Credit: Dan Barnes |

Finally, some snow! Just an inch, but enough to double my morning commute. As I sat stopped dead in traffic, grinding my teeth and thinking, "People, this is Chicago, not Atlanta," the radio informed me of 12 spinouts on another expressway.

If you ask me, driver amnesia is the real threat of global warming.

But I digress.

Whether you anti-ice, plow and/or de-ice with your own crews or contract services, there are more resources than ever to get the job done with as little liability as possible.

Writing in Landscape and Irrigation’s October 2012 issue, Snowfighters Institute Executive Director Tammy Johnson says today’s contractors are no longer just a bunch of guys who plow snow; they’re professionals who manage risk for those they serve.

Recently formed by the Snow & Ice Management Association (SIMA), the institute’s mission is to “forever pursue, research, and develop snow industry training.” In pursuit of that goal, the first entity fully dedicated to educating “snow and ice management professionals” offers something you might like as well: a series of deicing and liability seminars in May and June. You have to travel to Erie, Pa., and they’re pricey ($1,500 to $2,500). But limited enrollment ensures one-on-one interaction with presenters who include a lawyer who specializes in slip-and-fall claims and Snow Dragon melting system inventor John Allin.

Or there’s the American Public Works Association’s Snow Show April 7–10 in Charlotte, N.C. ($255 to $500 for non-members). Bring your agency’s winter maintenance plan to the full-day Winter Maintenance Supervisor Certificate Workshop. Or join 1,500 colleagues in learning about things like plow tracking without automatic vehicle location technology, how salt bounces and scatters, removing tree debris, investigating equipment accidents, and emergency road closure policies. You also can rub elbows with Excellence in Snow & Ice Control Award winners.

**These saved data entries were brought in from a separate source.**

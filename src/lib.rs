//! engg.pk content portal
//!
//! Read-only content verticals for an engineering community, each listing page
//! searchable and filterable through one shared query model.

pub mod catalog;
pub mod config;
pub mod errors;
pub mod models;
pub mod query;
pub mod routes;
pub mod store;
pub mod views;

pub use config::Config;
pub use errors::AppError;
pub use models::ContentStore;
pub use query::{FilteredView, Listing, QueryState, ALL};
pub use routes::{Route, ROUTES};
pub use views::{build_page, render, OutputFormat, Page, PageRequest};

#[cfg(test)]
mod tests;
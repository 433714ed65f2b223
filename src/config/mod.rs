//! Configuration module for the portal.
//!
//! All configuration is loaded from environment variables with sensible defaults.

use std::env;
use std::path::PathBuf;
use std::str::FromStr;

/// Log line format written to stderr.
#[derive(Debug, Clone, Copy, PartialEq, Eq)]
pub enum LogFormat {
    Text,
    Json,
}

impl FromStr for LogFormat {
    type Err = String;

    fn from_str(s: &str) -> Result<Self, Self::Err> {
        match s.to_ascii_lowercase().as_str() {
            "text" => Ok(LogFormat::Text),
            "json" => Ok(LogFormat::Json),
            other => Err(format!("unknown log format '{}'", other)),
        }
    }
}

/// Application configuration loaded from environment variables.
#[derive(Debug, Clone)]
pub struct Config {
    /// JSON document to load the record store from (embedded document when unset)
    pub fixtures_path: Option<PathBuf>,
    /// Log level (trace, debug, info, warn, error)
    pub log_level: String,
    /// Log line format
    pub log_format: LogFormat,
    /// Reject axis selections outside the axis options
    pub strict_filters: bool,
}

impl Default for Config {
    fn default() -> Self {
        Self {
            fixtures_path: None,
            log_level: "warn".to_string(),
            log_format: LogFormat::Text,
            strict_filters: false,
        }
    }
}

impl Config {
    /// Load configuration from environment variables.
    pub fn from_env() -> Self {
        dotenvy::dotenv().ok();

        let fixtures_path = env::var("ENGG_FIXTURES_PATH")
            .ok()
            .filter(|p| !p.is_empty())
            .map(PathBuf::from);

        let log_level = env::var("ENGG_LOG_LEVEL").unwrap_or_else(|_| "warn".to_string());

        let log_format = match env::var("ENGG_LOG_FORMAT") {
            Ok(raw) => raw.parse().unwrap_or_else(|e| {
                eprintln!("Ignoring ENGG_LOG_FORMAT: {}, using text", e);
                LogFormat::Text
            }),
            Err(_) => LogFormat::Text,
        };

        let strict_filters = env::var("ENGG_STRICT_FILTERS")
            .map(|v| matches!(v.to_ascii_lowercase().as_str(), "1" | "true" | "yes" | "on"))
            .unwrap_or(false);

        Self {
            fixtures_path,
            log_level,
            log_format,
            strict_filters,
        }
    }
}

Not that this would sway your decision, but … Charlotte is home to NASCAR. There’s a reception at the NASCAR Hall of Fame and an optional tour of the Michael Waltrip Racing Shop with, weather and schedule permitting, a LIVE pit practice session.

SIMA’s annual conference and trade show is June 19-22 in Minneapolis (registration fee was not available at press time). The preconference activity is a three-part workshop that includes a hands-on demonstration of commonly used equipment at a local Caterpillar dealership.